About
Project Summary
The goal of the project LUMO (Lifelong Multimodal Language Learning by Explaining and Exploiting Compositional Knowledge) is to explore the important and challenging research question of how to make multimodal language models robust against task changes by explaining and exploiting compositional knowledge.
Existing multimodal models have problems in a lifelong language learning setting, where they are confronted with changing tasks while having to retain previously learned knowledge — i.e., mitigating catastrophic forgetting. This has been considered a challenging obstacle to their application to real-world scenarios.
In devising Lifelong Learning Multimodal Models (LLMMs), we pursue four main objectives realized through corresponding work packages.

Objectives
Datasets & Environments for Lifelong Multimodal Language Learning
Develop datasets and environments for two representative multimodal language learning tasks. Our focus is on concepts (e.g., colors, shapes), relations (e.g., spatial or functional relations), and actions that can be combined in novel ways across changing tasks.

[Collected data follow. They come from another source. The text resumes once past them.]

use serde_json::json;
use taucmdr::core::controller::{Controller, Model};
use taucmdr::core::error::TauError;
use taucmdr::core::record::{Fields, fields};
use taucmdr::core::schema::EntityKind;
use taucmdr::core::store::Store;
use taucmdr::model::{Application, Experiment, Measurement, Project, Target, Trial};
use tempfile::{TempDir, tempdir};

struct Fixture {
    _tmp: TempDir,
    store: Store,
    project: Model,
}

impl Fixture {
    fn new() -> Self {
        let tmp = tempdir().unwrap();
        let store = Store::create(tmp.path()).unwrap();
        let project = Project::create(&store, "p1").unwrap();
        Self {
            _tmp: tmp,
            store,
            project,
        }
    }

    fn member(&self, ctrl: Controller<'_>, data: serde_json::Value) -> Model {
        let mut data = fields(data);
        data.insert("projects".into(), json!([self.project.id()]));
        ctrl.create(data).unwrap()
    }

    fn target(&self, data: serde_json::Value) -> Model {
        self.member(Target::controller(&self.store), data)
    }

    fn application(&self, data: serde_json::Value) -> Model {
        self.member(Application::controller(&self.store), data)
    }

    fn measurement(&self, data: serde_json::Value) -> Model {
        self.member(Measurement::controller(&self.store), data)
    }

    /// Default target, application and measurement, plus an experiment over them.
    fn experiment(&self, name: &str) -> (Model, Model, Model, Model) {
        let t = self.target(json!({"name": "t1"}));
        let a = self.application(json!({"name": "a1"}));
        let m = self.measurement(json!({"name": "m1"}));
        let e = Experiment::create(&self.store, name, &t, &a, &m).unwrap();
        (e, t, a, m)
    }

    fn add_trial(&self, experiment: &Model, number: u64) -> Model {
        let mut data = Fields::new();
        data.insert("number".into(), json!(number));
        data.insert("experiment".into(), json!(experiment.id()));
        data.insert("command".into(), json!("./a.out"));
        data.insert("cwd".into(), json!("/tmp"));
        Trial::controller(&self.store).create(data).unwrap()
    }
}

#[test]
fn experiment_names_are_unique_within_a_project() {
    let fx = Fixture::new();
    let (e1, t, a, m) = fx.experiment("e1");
    assert!(Experiment::prefix(&fx.store, &e1).unwrap().is_dir());

    match Experiment::create(&fx.store, "e1", &t, &a, &m).unwrap_err() {
        TauError::RecordConflict { attribute, value, .. } => {
            assert_eq!(attribute, "name");
            assert_eq!(value, "\"e1\"");
        }
        other => panic!("unexpected error: {other}"),
    }
    assert_eq!(Experiment::controller(&fx.store).unwrap().count().unwrap(), 1);
}

#[test]
fn mpi_application_requires_mpi_measurement() {
    let fx = Fixture::new();
    let t = fx.target(json!({"name": "t1"}));
    let a = fx.application(json!({"name": "a1", "mpi": true}));
    let plain = fx.measurement(json!({"name": "plain", "mpi": false}));
    let err = Experiment::create(&fx.store, "e1", &t, &a, &plain).unwrap_err();
    assert!(matches!(err, TauError::IncompatibleRecordError(_)));
    assert!(err.to_string().contains("'mpi'"));
    assert_eq!(Experiment::controller(&fx.store).unwrap().count().unwrap(), 0);
    assert!(!Project::prefix(&fx.project).join("e1").exists());

    let with_mpi = fx.measurement(json!({"name": "with_mpi", "mpi": true}));
    Experiment::create(&fx.store, "e1", &t, &a, &with_mpi).unwrap();
}

#[test]
fn configurations_outside_the_project_are_rejected() {
    let fx = Fixture::new();
    let outsider = Target::controller(&fx.store)
        .create(fields(json!({"name": "outsider"})))
        .unwrap();
    let a = fx.application(json!({"name": "a1"}));
    let m = fx.measurement(json!({"name": "m1"}));
    let err = Experiment::create(&fx.store, "e1", &outsider, &a, &m).unwrap_err();
    assert!(matches!(err, TauError::IncompatibleRecordError(_)));
    assert!(err.to_string().contains("is not a member of project configuration 'p1'"));
}

#[test]
fn application_is_immutable_once_its_experiment_has_trials() {
    let fx = Fixture::new();
    let (e1, _, a, _) = fx.experiment("e1");
    let apps = Application::controller(&fx.store);

    apps.update(fields(json!({"linkage": "static"})), a.id(), false)
        .unwrap();

    fx.add_trial(&e1, 0);
    let err = apps
        .update(fields(json!({"linkage": "dynamic"})), a.id(), false)
        .unwrap_err();
    assert!(matches!(err, TauError::ImmutableRecordError(_)));
    assert!(err.to_string().contains("e1"));
    assert_eq!(apps.reload(a.id()).unwrap().get_str("linkage"), Some("static"));
}

#[test]
fn update_that_breaks_an_experiment_is_rolled_back() {
    let fx = Fixture::new();
    let (_, _, a, _) = fx.experiment("e1");
    let apps = Application::controller(&fx.store);
    let err = apps
        .update(fields(json!({"mpi": true})), a.id(), false)
        .unwrap_err();
    assert!(matches!(err, TauError::IncompatibleRecordError(_)));
    assert!(err.to_string().contains("invalid condition in experiment 'e1'"));
    assert!(!apps.reload(a.id()).unwrap().get_bool("mpi"));
}

#[test]
fn deleting_a_project_removes_experiment_and_trial_directories() {
    let fx = Fixture::new();
    let (e1, _, _, _) = fx.experiment("e1");
    let trial = fx.add_trial(&e1, 0);
    let experiment_dir = Experiment::prefix(&fx.store, &e1).unwrap();
    let trial_dir = Trial::prefix(&fx.store, &trial).unwrap();
    assert!(trial_dir.is_dir());

    Project::delete(&fx.store, &fx.project).unwrap();
    assert!(!trial_dir.exists());
    assert!(!experiment_dir.exists());
    assert!(!Project::prefix(&fx.project).exists());
    assert_eq!(Controller::new(EntityKind::Experiment, &fx.store).count().unwrap(), 0);
    assert_eq!(Trial::controller(&fx.store).count().unwrap(), 0);
    // Shared configurations survive, unlinked from the deleted project.
    let t1 = Target::controller(&fx.store).by_name("t1").unwrap();
    assert!(t1.get_ids("projects").is_empty());
}

#[test]
fn configuration_in_use_cannot_be_deleted() {
    let fx = Fixture::new();
    let (_, t, _, _) = fx.experiment("e1");
    let err = Target::controller(&fx.store).delete(t.id(), false).unwrap_err();
    assert!(matches!(err, TauError::ImmutableRecordError(_)));
    assert!(Target::controller(&fx.store).exists(t.id()).unwrap());
}

#[test]
fn selecting_an_experiment_and_editing_it_queues_a_rebuild_notice() {
    let fx = Fixture::new();
    let (_, _, a, _) = fx.experiment("e1");
    let err = Experiment::select(&fx.store, "nope").unwrap_err();
    assert!(matches!(err, TauError::ExperimentSelectionError(_)));

    Experiment::select(&fx.store, "e1").unwrap();
    let project = Project::selected(&fx.store).unwrap();
    assert_eq!(Project::experiment(&fx.store, &project).unwrap().name(), "e1");

    Application::controller(&fx.store)
        .update(fields(json!({"linkage": "static"})), a.id(), false)
        .unwrap();
    assert_eq!(
        Experiment::rebuild_required(&fx.store),
        "Application rebuild required:\n  - linkage changed from 'dynamic' to 'static'"
    );
    assert_eq!(Experiment::rebuild_required(&fx.store), "");
}

#[test]
fn deleting_the_selected_experiment_clears_the_selection() {
    let fx = Fixture::new();
    let (e1, _, _, _) = fx.experiment("e1");
    Experiment::select(&fx.store, "e1").unwrap();
    Experiment::controller(&fx.store).unwrap().delete(e1.id(), false).unwrap();
    let project = Project::selected(&fx.store).unwrap();
    assert!(project.get("experiment").is_none());
    assert!(matches!(
        Project::experiment(&fx.store, &project).unwrap_err(),
        TauError::ExperimentSelectionError(_)
    ));
}

#[test]
fn trials_by_number_or_latest() {
    let fx = Fixture::new();
    let (e1, _, _, _) = fx.experiment("e1");
    let err = Experiment::trials(&fx.store, &e1, &[]).unwrap_err();
    assert_eq!(err.to_string(), "No trials in experiment e1");

    fx.add_trial(&e1, 0);
    fx.add_trial(&e1, 1);
    let latest = Experiment::trials(&fx.store, &e1, &[]).unwrap();
    assert_eq!(latest[0].name(), "1");
    let chosen = Experiment::trials(&fx.store, &e1, &[0]).unwrap();
    assert_eq!(chosen[0].name(), "0");
    let err = Experiment::trials(&fx.store, &e1, &[7]).unwrap_err();
    assert_eq!(err.to_string(), "Experiment 'e1' has no trial with number 7");
}

#[test]
fn cuda_application_needs_a_target_with_cuda_toolkit() {
    let fx = Fixture::new();
    let bare = fx.target(json!({"name": "bare"}));
    let gpu = fx.target(json!({"name": "gpu", "cuda_toolkit": "/usr/local/cuda"}));
    let a = fx.application(json!({"name": "a1", "cuda": true}));
    let m = fx.measurement(json!({"name": "m1"}));

    let err = Experiment::create(&fx.store, "e1", &bare, &a, &m).unwrap_err();
    assert!(matches!(err, TauError::IncompatibleRecordError(_)));
    assert!(err.to_string().contains("'cuda_toolkit' set"));
    assert_eq!(Experiment::controller(&fx.store).unwrap().count().unwrap(), 0);

    // The unmet measurement recommendation for 'cuda' only warns.
    Experiment::create(&fx.store, "e1", &gpu, &a, &m).unwrap();
}

#[test]
fn populate_resolves_references_and_trials() {
    let fx = Fixture::new();
    let (e1, t, _, _) = fx.experiment("e1");
    fx.add_trial(&e1, 0);
    fx.add_trial(&e1, 1);
    let experiments = Controller::new(EntityKind::Experiment, &fx.store);

    let trials = experiments.populate(&e1, Some("trials"), false).unwrap();
    let numbers: Vec<String> = trials.many("trials").iter().map(Model::name).collect();
    assert_eq!(numbers, ["0", "1"]);
    assert!(trials.one("target").is_none());

    let full = experiments.populate(&e1, None, true).unwrap();
    assert_eq!(full.one("target"), Some(&t));
    assert_eq!(full.one("project").map(Model::id), Some(fx.project.id()));
    assert_eq!(full.many("trials").len(), 2);
    assert!(full.get("tau_makefile").is_none());
}

#[test]
fn rolled_back_create_leaves_no_experiment_directory() {
    let fx = Fixture::new();
    let t = fx.target(json!({"name": "t1"}));
    let a = fx.application(json!({"name": "a1"}));
    let m = fx.measurement(json!({"name": "m1"}));
    let result: Result<(), TauError> = fx.store.database().transaction(|| {
        Experiment::create(&fx.store, "e1", &t, &a, &m)?;
        Err(TauError::InternalError("abort".into()))
    });
    assert!(result.is_err());
    assert_eq!(Experiment::controller(&fx.store).unwrap().count().unwrap(), 0);
    assert!(!Project::prefix(&fx.project).join("e1").exists());
}

#[test]
fn rolled_back_delete_keeps_data_directories() {
    let fx = Fixture::new();
    let (e1, _, _, _) = fx.experiment("e1");
    let trial = fx.add_trial(&e1, 0);
    let trial_dir = Trial::prefix(&fx.store, &trial).unwrap();
    let result: Result<(), TauError> = fx.store.database().transaction(|| {
        Experiment::controller(&fx.store)?.delete(e1.id(), false)?;
        Err(TauError::InternalError("abort".into()))
    });
    assert!(result.is_err());
    assert!(Trial::controller(&fx.store).exists(trial.id()).unwrap());
    assert!(trial_dir.is_dir());

    Experiment::controller(&fx.store).unwrap().delete(e1.id(), false).unwrap();
    assert!(!trial_dir.exists());
    assert!(!Experiment::prefix(&fx.store, &e1).unwrap().exists());
}

#[test]
fn rolled_back_edit_queues_no_rebuild_notice() {
    let fx = Fixture::new();
    let (_, _, a, _) = fx.experiment("e1");
    Experiment::select(&fx.store, "e1").unwrap();
    let apps = Application::controller(&fx.store);
    let result: Result<(), TauError> = fx.store.database().transaction(|| {
        apps.update(fields(json!({"linkage": "static"})), a.id(), false)?;
        Err(TauError::InternalError("abort".into()))
    });
    assert!(result.is_err());
    assert_eq!(Experiment::rebuild_required(&fx.store), "");
    assert_eq!(apps.reload(a.id()).unwrap().get_str("linkage"), Some("dynamic"));
}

Concept-Based Explanations of Lifelong Multimodal Language Learning
Understand why certain approaches lead to more robust LLMMs by scrutinizing how concepts and relations emerge inside an LLMM using concept-based XAI (C-XAI) methods. We also aim to understand the training dynamics of the formation of concepts and relations in an LLMM to elucidate compositional generalization and catastrophic forgetting.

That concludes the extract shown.